■ WORK REQUEST ■
As you look over the data below, please find each line where the word "fields" appears, then copy it.

■ DATA EXTRACT ■

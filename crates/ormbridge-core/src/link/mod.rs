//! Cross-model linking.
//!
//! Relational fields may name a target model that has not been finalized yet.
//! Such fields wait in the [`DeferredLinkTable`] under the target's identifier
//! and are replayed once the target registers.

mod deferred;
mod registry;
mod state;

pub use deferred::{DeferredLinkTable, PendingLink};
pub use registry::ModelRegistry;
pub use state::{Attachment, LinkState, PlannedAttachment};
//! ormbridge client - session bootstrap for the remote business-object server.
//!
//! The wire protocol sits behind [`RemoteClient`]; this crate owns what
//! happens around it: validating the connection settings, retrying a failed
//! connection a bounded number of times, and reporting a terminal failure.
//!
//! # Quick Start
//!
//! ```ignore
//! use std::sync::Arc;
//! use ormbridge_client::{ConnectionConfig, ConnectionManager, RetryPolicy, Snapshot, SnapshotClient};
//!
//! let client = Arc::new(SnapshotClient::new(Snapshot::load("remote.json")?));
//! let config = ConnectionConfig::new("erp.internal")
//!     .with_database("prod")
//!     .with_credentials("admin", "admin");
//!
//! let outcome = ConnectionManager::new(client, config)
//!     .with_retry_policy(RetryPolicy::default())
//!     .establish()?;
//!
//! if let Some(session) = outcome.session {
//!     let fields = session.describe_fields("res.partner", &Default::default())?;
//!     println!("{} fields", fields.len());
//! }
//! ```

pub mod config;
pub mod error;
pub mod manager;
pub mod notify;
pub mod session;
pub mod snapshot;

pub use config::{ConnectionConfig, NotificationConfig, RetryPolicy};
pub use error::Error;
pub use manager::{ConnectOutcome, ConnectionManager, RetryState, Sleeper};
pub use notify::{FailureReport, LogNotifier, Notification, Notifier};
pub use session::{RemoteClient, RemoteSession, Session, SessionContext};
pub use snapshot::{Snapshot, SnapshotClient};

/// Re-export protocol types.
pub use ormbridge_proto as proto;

■ RESULT ■
//! Relational fields may name a target model that has not been finalized yet.
//! Such fields wait in the [`DeferredLinkTable`] under the target's identifier
//!     let fields = session.describe_fields("res.partner", &Default::default())?;
//!     println!("{} fields", fields.len());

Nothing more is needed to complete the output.